I grin. “Maddie told me you say the exact same thing to her.”
“Maddie is a dirty liar and you can’t trust a word she says. She’s also only sixteen. If I did say something like that to her, it wouldn’t carry the same weight it does with you.”
“You love me,but…” I say, knowing the “but” is coming.
“But I think this could be a total disaster. And I think you have to know that, so I’m just a little worried about you. So what’s going on?”
I lay face first on the bed, flopping down like a dead fish. My voice comes out muffled by the pillow. “I feel like things with me and Vaughn are falling apart. The more I try to be the girl I think he wants me to be, the more he gets distant. He used to call me when he was at this kind of thing and now he just ghosts me and makes half-assed apologies after he gets back. Then he suggests something stupid like a blowjob to cheermeup.”

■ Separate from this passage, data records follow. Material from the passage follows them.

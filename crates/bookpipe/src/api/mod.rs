//! Client side of the publishing backend (generation, KDP bulk, queue, login status).

pub mod credentials;
pub mod error;
pub mod http;
#[cfg(test)]
pub(crate) mod testing;
pub mod types;

use async_trait::async_trait;

pub use credentials::{credentials_accepted, KdpCredentials};
pub use error::{classify_status, ApiError, ApiResult};
pub use http::HttpPublishingApi;
pub use types::{
    BulkItemResult, BulkKdpResponse, CredentialsResponse, GenerateBookRequest,
    GenerationSummary, KdpLoginStatus, RemoteQueueEntry, UploadResponse,
};

/// The remote collaborators the pipeline drives.
///
/// Every call is a suspension point; implementations must not block the
/// calling task.
#[async_trait]
pub trait PublishingApi: Send + Sync {
    /// `POST generate-book`
    async fn generate_book(&self, request: &GenerateBookRequest) -> ApiResult<GenerationSummary>;

    /// `POST generate-pending-books`
    async fn generate_pending_books(&self) -> ApiResult<GenerationSummary>;

    /// `POST bulk/generate-kdp-data`
    async fn generate_kdp_data(&self, book_ids: &[String]) -> ApiResult<BulkKdpResponse>;

    /// `POST upload-book`
    async fn upload_book(&self, book_id: &str) -> ApiResult<UploadResponse>;

    /// `GET book-queue`
    async fn book_queue(&self) -> ApiResult<Vec<RemoteQueueEntry>>;

    /// `GET kdp-login-status`
    async fn kdp_login_status(&self) -> ApiResult<KdpLoginStatus>;

    /// `POST config`
    async fn submit_credentials(
        &self,
        credentials: &KdpCredentials,
    ) -> ApiResult<CredentialsResponse>;
}
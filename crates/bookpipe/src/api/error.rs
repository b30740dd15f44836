//! Publishing API error types.

use thiserror::Error;

/// Maximum length for response bodies carried in error messages.
const MAX_ERROR_BODY_LENGTH: usize = 200;

/// Errors returned by calls against the publishing backend.
#[derive(Error, Debug, Clone, PartialEq, Eq)]
pub enum ApiError {
    /// The request never produced a response (DNS, connection reset, ...).
    #[error("Request to '{endpoint}' failed: {message}")]
    Transport { endpoint: String, message: String },

    /// The request did not complete in time.
    #[error("Request to '{endpoint}' timed out")]
    Timeout { endpoint: String },

    /// The server answered with a 5xx or asked us to back off (429).
    #[error("Server error from '{endpoint}' ({status}): {message}")]
    Server {
        endpoint: String,
        status: u16,
        message: String,
    },

    /// The server explicitly refused the request.
    #[error("'{endpoint}' rejected the request ({status}): {message}")]
    Rejected {
        endpoint: String,
        status: u16,
        message: String,
    },

    /// The account is not (or no longer) authenticated.
    #[error("Authentication required by '{endpoint}': {message}")]
    Unauthorized { endpoint: String, message: String },

    /// A response arrived but could not be understood.
    #[error("Failed to decode response from '{endpoint}': {message}")]
    Decode { endpoint: String, message: String },
}

impl ApiError {
    /// Returns true if the error is likely transient and the call can be retried.
    pub fn is_retryable(&self) -> bool {
        matches!(
            self,
            ApiError::Transport { .. } | ApiError::Timeout { .. } | ApiError::Server { .. }
        )
    }

    /// Returns true if the backend reported that the KDP session is gone.
    pub fn is_auth_error(&self) -> bool {
        matches!(self, ApiError::Unauthorized { .. })
    }

    /// The endpoint the failed request was sent to.
    pub fn endpoint(&self) -> &str {
        match self {
            ApiError::Transport { endpoint, .. }
            | ApiError::Timeout { endpoint }
            | ApiError::Server { endpoint, .. }
            | ApiError::Rejected { endpoint, .. }
            | ApiError::Unauthorized { endpoint, .. }
            | ApiError::Decode { endpoint, .. } => endpoint,
        }
    }

    /// Converts a reqwest error into the matching variant.
    pub fn from_reqwest(endpoint: &str, err: &reqwest::Error) -> Self {
        if err.is_timeout() {
            return ApiError::Timeout {
                endpoint: endpoint.to_string(),
            };
        }
        if err.is_decode() {
            return ApiError::Decode {
                endpoint: endpoint.to_string(),
                message: err.to_string(),
            };
        }
        if let Some(status) = err.status() {
            return classify_status(endpoint, status.as_u16(), &err.to_string());
        }
        ApiError::Transport {
            endpoint: endpoint.to_string(),
            message: err.to_string(),
        }
    }
}

/// Truncates a response body so it can be carried in an error message.
fn truncate_body(body: &str) -> String {
    let body = body.trim();
    if body.len() > MAX_ERROR_BODY_LENGTH {
        let mut end = MAX_ERROR_BODY_LENGTH;
        while !body.is_char_boundary(end) {
            end -= 1;
        }
        format!("{}... (truncated)", &body[..end])
    } else {
        body.to_string()
    }
}

/// Classifies a non-success HTTP status into an error variant.
pub fn classify_status(endpoint: &str, status: u16, body: &str) -> ApiError {
    let endpoint = endpoint.to_string();
    let message = truncate_body(body);

    match status {
        401 | 403 => ApiError::Unauthorized { endpoint, message },
        408 => ApiError::Timeout { endpoint },
        429 | 500..=599 => ApiError::Server {
            endpoint,
            status,
            message,
        },
        _ => ApiError::Rejected {
            endpoint,
            status,
            message,
        },
    }
}

/// Result type for publishing API calls.
pub type ApiResult<T> = std::result::Result<T, ApiError>;
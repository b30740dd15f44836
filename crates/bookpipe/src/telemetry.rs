//! Logging setup.
//!
//! The crate logs through both `log` and `tracing`. `init_logging` bridges
//! `log` records into `tracing` and installs one fmt subscriber, text or JSON.
//! `RUST_LOG` overrides the configured level.

use thiserror::Error;
use tracing_subscriber::{fmt, layer::SubscriberExt, util::SubscriberInitExt, EnvFilter};

use crate::config::schema::{LogFormat, LoggingSettings};

#[derive(Error, Debug)]
pub enum TelemetryError {
    #[error("Invalid log filter '{filter}': {reason}")]
    InvalidFilter { filter: String, reason: String },

    #[error("A global subscriber is already installed")]
    AlreadyInitialized,
}

/// Builds the filter: `RUST_LOG` when set, else the configured level.
pub fn build_filter(settings: &LoggingSettings) -> Result<EnvFilter, TelemetryError> {
    if let Ok(filter) = EnvFilter::try_from_default_env() {
        return Ok(filter);
    }
    EnvFilter::try_new(&settings.level).map_err(|e| TelemetryError::InvalidFilter {
        filter: settings.level.clone(),
        reason: e.to_string(),
    })
}

/// Installs the global subscriber. Call once at startup.
pub fn init_logging(settings: &LoggingSettings) -> Result<(), TelemetryError> {
    let filter = build_filter(settings)?;

    // Already set when the host application bridged `log` itself.
    tracing_log::LogTracer::init().ok();

    let registry = tracing_subscriber::registry().with(filter);
    let result = match settings.format {
        LogFormat::Json => registry
            .with(fmt::layer().json().with_current_span(true))
            .try_init(),
        LogFormat::Text => registry.with(fmt::layer().with_target(true)).try_init(),
    };
    result.map_err(|_| TelemetryError::AlreadyInitialized)?;

    tracing::info!(format = ?settings.format, level = %settings.level, "Logging initialized");
    Ok(())
}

Dani makes a gagging sound. I’m feeling mean, so I almost say there’s no gagging when Vaughn is involved because he’s not even big enough for that. But I don’t voice my thoughts. I really do want to fix things.
“Vaughn is like that avocado you set on the counter because it wasn’t ripe yet,” Dani says. “You kept planning to eat it. Maybe it would be good for some guac or on your eggs, you think. Maybe you’ll just eat it plain with some salt, because who doesn’t love a little avocado with salt? But it’s still not ready, so you wait. And then one day, you’re moving shit around on the counter andsurprise!That fucking avocado is there. It’s so soft now it will basically implode if you touch it. It smells. It has a small penis. It’s a loser. It’s the lamest, shittiest avocado you could ever imagine dating your sister, and you just want to pulverize it into smelly–”
“Dani?” I ask, rolling to my back and staring at the popcorn ceiling of my hotel room.
There’s a pause. “Yes?”
“I think you lost the metaphor there. But why don’t you tell me how you really feel?”
“Vaughn doesn’t deserve you, Charli.”
“Everybody deserves a chance,” I counter.
Dani groans. “To a point, maybe. But you’ve given this guy more attempts than a billionaire’s favorite son gets at being a self-made man.”
“Well, maybe this is the last chance?”
“Is it?” Dani sounds skeptical.
“Maybe it is!” I don’t sound confident.
She sighs again. “I think an honest conversation between you two would be a better way to handle this. Surprising him out of the blue… it just feels like it could go so wrong.”
“I’ve tried calm and rational. He doesn’t want to talk about ‘us’. He just rolls his eyes and says he really doesn’t have time for my drama–that work is crazy. Or that I’m trying to turn our life into one of my books because I’m bored. He always asks when I’m going to be finished with my book, but when I try to talk about the possibility of him helping me pitch it to agents, it’s like he shuts down. I think he doesn’t believe it’s worth publishing, even though he has never read it.”
“Charli…” There’s so much disappointment in my sister’s voice that I feel like doubling over and holding my face in my hands. I hate how clearly I can see myself when I talk to Dani. “You know you deserve better than this. You have to know that.”
“There’s one more thing,” I say slowly.
“There’smore?” Dani already sounds exhausted.
“Well, I kind of got fired when I told my boss I was coming to this. He said he didn’t have anyone to cover my shift and he’d fire me if I left. I thought he was bluffing, because, you know, if you’re short staffed, how does firing someone as a punishment for missing work make sense?He wasn’t bluffing.”
Dani groans. “Okay, okay. Do you have money? Like are you going to be able to pay rent this month?”
“I have some stashed away. And I kind of spent a lot of it on these tickets and this hotel.”